Coca-Cola: A Different Kind of Brand

03/04/2010 at 4:23 PM Leave a comment

I remember hearing that the most commonly recognized word in the world is “okay,” and in second, “Coca-Cola.” I’m not sure if that’s true or not, but it wouldn’t be hard to believe. Coca-Cola is “a 67 billion dollar empire that sells its products in 206 countries and in the farthest reaches of the globe.”

I started thinking about the brand earlier this week when I ran across a documentary on CNBC titled Coca-Cola: The Real Story Behind the Real Thing.  If you ever get a chance to catch this documentary, I would definitely recommend it. Among many topics, it chronicled the company’s marketing history—including the iconic Santa Clause ads and the sheer chaos that followed the decision to change drink’s formula and name it “New Coke.”

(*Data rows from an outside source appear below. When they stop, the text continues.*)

//! Loading `.BYS` captures from disk.
//!
//! The scanner needs random access to the whole buffer, so captures are read
//! in full before scanning. A CRC-32 of the raw bytes is kept as a fingerprint
//! for reports; the format itself carries no checksum.
use anyhow::{Context, Result};
use crc32fast::Hasher as Crc32;
use log::debug;
use std::fs;
use std::path::Path;

use crate::record::RawRecord;
use crate::scanner::{scan_with_summary, ScanSummary};

#[derive(Debug, Clone)]
pub struct Capture {
    name: String,
    len: usize,
    crc32: u32,
    records: Vec<RawRecord>,
    summary: ScanSummary,
}

impl Capture {
    /// Read and scan a capture file.
    pub fn open(path: impl AsRef<Path>) -> Result<Self> {
        let path = path.as_ref();
        let bytes = fs::read(path).with_context(|| format!("read {:?}", path))?;
        debug!("read {} bytes from {:?}", bytes.len(), path);
        let name = path
            .file_name()
            .map(|n| n.to_string_lossy().into_owned())
            .unwrap_or_else(|| path.display().to_string());
        Ok(Self::from_bytes(name, &bytes))
    }

    /// Scan an in-memory buffer.
    pub fn from_bytes(name: impl Into<String>, bytes: &[u8]) -> Self {
        let mut hasher = Crc32::new();
        hasher.update(bytes);
        let crc32 = hasher.finalize();
        let scan = scan_with_summary(bytes);
        debug!(
            "scanned {} bytes (crc32={:08x}): {} records, {} overlapping pairs",
            bytes.len(),
            crc32,
            scan.summary.records,
            scan.summary.overlapping_pairs
        );
        Capture { name: name.into(), len: bytes.len(), crc32, records: scan.records, summary: scan.summary }
    }

    pub fn name(&self) -> &str { &self.name }
    pub fn len(&self) -> usize { self.len }
    pub fn is_empty(&self) -> bool { self.len == 0 }
    pub fn crc32(&self) -> u32 { self.crc32 }
    pub fn records(&self) -> &[RawRecord] { &self.records }
    pub fn summary(&self) -> &ScanSummary { &self.summary }
}
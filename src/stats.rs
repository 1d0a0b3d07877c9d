//! Descriptive statistics printed by the analyzer.
use std::io::{self, Write};

/// How many leading samples are kept for display.
pub const SAMPLE_PREVIEW: usize = 10;

#[derive(Debug, Clone, PartialEq)]
pub struct Stats {
    pub count: usize,
    pub min: f64,
    pub max: f64,
    pub mean: f64,
    /// Sample standard deviation (n - 1); zero for a single value.
    pub stdev: f64,
    pub preview: Vec<f64>,
}

impl Stats {
    pub fn from_values(values: &[f64]) -> Option<Self> {
        if values.is_empty() { return None; }
        let n = values.len() as f64;
        let min = values.iter().copied().fold(f64::INFINITY, f64::min);
        let max = values.iter().copied().fold(f64::NEG_INFINITY, f64::max);
        let mean = values.iter().sum::<f64>() / n;
        let stdev = if values.len() > 1 {
            let ss: f64 = values.iter().map(|v| (v - mean).powi(2)).sum();
            (ss / (n - 1.0)).sqrt()
        } else {
            0.0
        };
        Some(Stats {
            count: values.len(),
            min,
            max,
            mean,
            stdev,
            preview: values.iter().take(SAMPLE_PREVIEW).copied().collect(),
        })
    }
}

/// Write one named statistics block followed by a blank line.
pub fn write_block<W: Write>(w: &mut W, name: &str, stats: Option<&Stats>) -> io::Result<()> {
    writeln!(w, "--- {} ---", name)?;
    let Some(s) = stats else {
        writeln!(w, "No data available.")?;
        return writeln!(w);
    };
    writeln!(w, "Range: {:.2} - {:.2}", s.min, s.max)?;
    writeln!(w, "Mean:  {:.2}", s.mean)?;
    writeln!(w, "StdDev:{:.2}", s.stdev)?;
    let preview = s.preview.iter().map(|v| format!("{:.2}", v)).collect::<Vec<_>>();
    writeln!(w, "Samples: {} ...", preview.join(", "))?;
    writeln!(w)
}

The program got me thinking that although many brands have a long history, not many have a storied past when it comes to marketing. Since the early days, Coca-Cola has been trying to establish a relationship with consumers. One of the first initiatives was to create a uniquely shaped bottle with the intent that people would know that it was a Coke simply by touch.  Now, the brand will go as far as building top-secret labs that mimic shopper environments to research and test the motivations behind a purchase.

Personally, I consider Coca-Cola a lovemark of the world. A lovemark is so much more than “liking” a product—it’s a loving relationship with the brand.

Coca-Cola is one of the few brands that transcend global boundaries—the brand is a product all on its own.

In your opinion, what are other lovemarks of the world?